### Given entries
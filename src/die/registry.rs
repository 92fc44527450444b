use std::collections::HashMap;
use std::sync::{Arc, PoisonError, RwLock};

use slotmap::SlotMap;

use crate::error::{RegistryError, Result};

use super::{BuildDieModel, BuildParams, DieKind, DieModel};

slotmap::new_key_type! {
    /// Unique identifier for a die model in the registry.
    pub struct DieModelId;
}

#[derive(Debug, Default)]
struct Models {
    arena: SlotMap<DieModelId, Arc<DieModel>>,
    by_sides: HashMap<u32, DieModelId>,
}

/// Memoizing registry of die models, keyed by requested side count.
///
/// Models are built on first request and then shared: repeated lookups for
/// the same side count return clones of one `Arc`, so callers can detect an
/// unchanged model with [`Arc::ptr_eq`]. The lock guards only lookup and
/// insertion. Two threads racing on the same key may both build the model;
/// the first insert wins and both observe the winner.
#[derive(Debug, Default)]
pub struct DieRegistry {
    params: BuildParams,
    models: RwLock<Models>,
}

impl DieRegistry {
    /// Creates a new, empty registry with default build parameters.
    #[must_use]
    pub fn new() -> Self {
        Self::default()
    }

    /// Creates a new, empty registry with custom build parameters.
    #[must_use]
    pub fn with_params(params: BuildParams) -> Self {
        Self {
            params,
            models: RwLock::default(),
        }
    }

    /// Returns the model for a supported side count, building it on first use.
    ///
    /// # Errors
    ///
    /// Returns [`GeometryError::UnsupportedDieType`](crate::error::GeometryError::UnsupportedDieType)
    /// if `sides` is not a supported die.
    pub fn get(&self, sides: u32) -> Result<Arc<DieModel>> {
        let kind = DieKind::from_sides(sides)?;
        self.get_or_build(sides, || BuildDieModel::new(kind))
    }

    /// Returns the model for `sides`, substituting a unit cube for
    /// unsupported side counts.
    ///
    /// The substitute is numbered 1 to 6 whatever `sides` was, so callers
    /// should prefer [`DieRegistry::get`] unless they only need something to
    /// draw.
    ///
    /// # Errors
    ///
    /// Returns an error only if model construction fails, which does not
    /// happen for the built-in shapes.
    pub fn get_or_fallback(&self, sides: u32) -> Result<Arc<DieModel>> {
        if let Ok(kind) = DieKind::from_sides(sides) {
            self.get_or_build(sides, || BuildDieModel::new(kind))
        } else {
            tracing::warn!(sides, "unsupported die type, using a unit cube");
            self.get_or_build(sides, || BuildDieModel::fallback(sides))
        }
    }

    /// Returns the id of the cached model for `sides`, if built.
    #[must_use]
    pub fn id_for(&self, sides: u32) -> Option<DieModelId> {
        self.read().by_sides.get(&sides).copied()
    }

    /// Returns the model with the given id.
    ///
    /// # Errors
    ///
    /// Returns an error if the id does not belong to this registry.
    pub fn model(&self, id: DieModelId) -> std::result::Result<Arc<DieModel>, RegistryError> {
        self.read()
            .arena
            .get(id)
            .cloned()
            .ok_or_else(|| RegistryError::ModelNotFound(format!("{id:?}")))
    }

    /// Number of cached models.
    #[must_use]
    pub fn len(&self) -> usize {
        self.read().arena.len()
    }

    /// Returns true if no model has been built yet.
    #[must_use]
    pub fn is_empty(&self) -> bool {
        self.read().arena.is_empty()
    }

    fn get_or_build<F>(&self, sides: u32, op: F) -> Result<Arc<DieModel>>
    where
        F: FnOnce() -> BuildDieModel,
    {
        if let Some(model) = self.cached(sides) {
            return Ok(model);
        }

        let built = Arc::new(op().with_params(self.params).execute()?);

        let mut models = self.models.write().unwrap_or_else(PoisonError::into_inner);
        if let Some(&id) = models.by_sides.get(&sides) {
            if let Some(existing) = models.arena.get(id) {
                tracing::debug!(sides, "die model raced in by another caller");
                return Ok(Arc::clone(existing));
            }
        }
        let id = models.arena.insert(Arc::clone(&built));
        models.by_sides.insert(sides, id);
        Ok(built)
    }

    fn cached(&self, sides: u32) -> Option<Arc<DieModel>> {
        let models = self.read();
        let id = models.by_sides.get(&sides)?;
        models.arena.get(*id).cloned()
    }

    fn read(&self) -> std::sync::RwLockReadGuard<'_, Models> {
        self.models.read().unwrap_or_else(PoisonError::into_inner)
    }
}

### What this task involves
Transcribe the data above in full, exactly as it appears.

### Reply to the exercise
filename src/die/registry.rs
repository 92fc44527450444b
use std::collections::HashMap;
use std::sync::{Arc, PoisonError, RwLock};

use slotmap::SlotMap;

use crate::error::{RegistryError, Result};

use super::{BuildDieModel, BuildParams, DieKind, DieModel};

slotmap::new_key_type! {
    /// Unique identifier for a die model in the registry.
    pub struct DieModelId;
}

#[derive(Debug, Default)]
struct Models {
    arena: SlotMap<DieModelId, Arc<DieModel>>,
    by_sides: HashMap<u32, DieModelId>,
}

/// Memoizing registry of die models, keyed by requested side count.
///
/// Models are built on first request and then shared: repeated lookups for
/// the same side count return clones of one `Arc`, so callers can detect an
/// unchanged model with [`Arc::ptr_eq`]. The lock guards only lookup and
/// insertion. Two threads racing on the same key may both build the model;
/// the first insert wins and both observe the winner.
#[derive(Debug, Default)]
pub struct DieRegistry {
    params: BuildParams,
    models: RwLock<Models>,
}

impl DieRegistry {
    /// Creates a new, empty registry with default build parameters.
    #[must_use]
    pub fn new() -> Self {
        Self::default()
    }

    /// Creates a new, empty registry with custom build parameters.
    #[must_use]
    pub fn with_params(params: BuildParams) -> Self {
        Self {
            params,
            models: RwLock::default(),
        }
    }

    /// Returns the model for a supported side count, building it on first use.
    ///
    /// # Errors
    ///
    /// Returns [`GeometryError::UnsupportedDieType`](crate::error::GeometryError::UnsupportedDieType)
    /// if `sides` is not a supported die.
    pub fn get(&self, sides: u32) -> Result<Arc<DieModel>> {
        let kind = DieKind::from_sides(sides)?;
        self.get_or_build(sides, || BuildDieModel::new(kind))
    }

    /// Returns the model for `sides`, substituting a unit cube for
    /// unsupported side counts.
    ///
    /// The substitute is numbered 1 to 6 whatever `sides` was, so callers
    /// should prefer [`DieRegistry::get`] unless they only need something to
    /// draw.
    ///
    /// # Errors
    ///
    /// Returns an error only if model construction fails, which does not
    /// happen for the built-in shapes.
    pub fn get_or_fallback(&self, sides: u32) -> Result<Arc<DieModel>> {
        if let Ok(kind) = DieKind::from_sides(sides) {
            self.get_or_build(sides, || BuildDieModel::new(kind))
        } else {
            tracing::warn!(sides, "unsupported die type, using a unit cube");
            self.get_or_build(sides, || BuildDieModel::fallback(sides))
        }
    }

    /// Returns the id of the cached model for `sides`, if built.
    #[must_use]
    pub fn id_for(&self, sides: u32) -> Option<DieModelId> {
        self.read().by_sides.get(&sides).copied()
    }

    /// Returns the model with the given id.
    ///
    /// # Errors
    ///
    /// Returns an error if the id does not belong to this registry.
    pub fn model(&self, id: DieModelId) -> std::result::Result<Arc<DieModel>, RegistryError> {
        self.read()
            .arena
            .get(id)
            .cloned()
            .ok_or_else(|| RegistryError::ModelNotFound(format!("{id:?}")))
    }

    /// Number of cached models.
    #[must_use]
    pub fn len(&self) -> usize {
        self.read().arena.len()
    }

    /// Returns true if no model has been built yet.
    #[must_use]
    pub fn is_empty(&self) -> bool {
        self.read().arena.is_empty()
    }

    fn get_or_build<F>(&self, sides: u32, op: F) -> Result<Arc<DieModel>>
    where
        F: FnOnce() -> BuildDieModel,
    {
        if let Some(model) = self.cached(sides) {
            return Ok(model);
        }

        let built = Arc::new(op().with_params(self.params).execute()?);

        let mut models = self.models.write().unwrap_or_else(PoisonError::into_inner);
        if let Some(&id) = models.by_sides.get(&sides) {
            if let Some(existing) = models.arena.get(id) {
                tracing::debug!(sides, "die model raced in by another caller");
                return Ok(Arc::clone(existing));
            }
        }
        let id = models.arena.insert(Arc::clone(&built));
        models.by_sides.insert(sides, id);
        Ok(built)
    }

    fn cached(&self, sides: u32) -> Option<Arc<DieModel>> {
        let models = self.read();
        let id = models.by_sides.get(&sides)?;
        models.arena.get(*id).cloned()
    }

    fn read(&self) -> std::sync::RwLockReadGuard<'_, Models> {
        self.models.read().unwrap_or_else(PoisonError::into_inner)
    }
}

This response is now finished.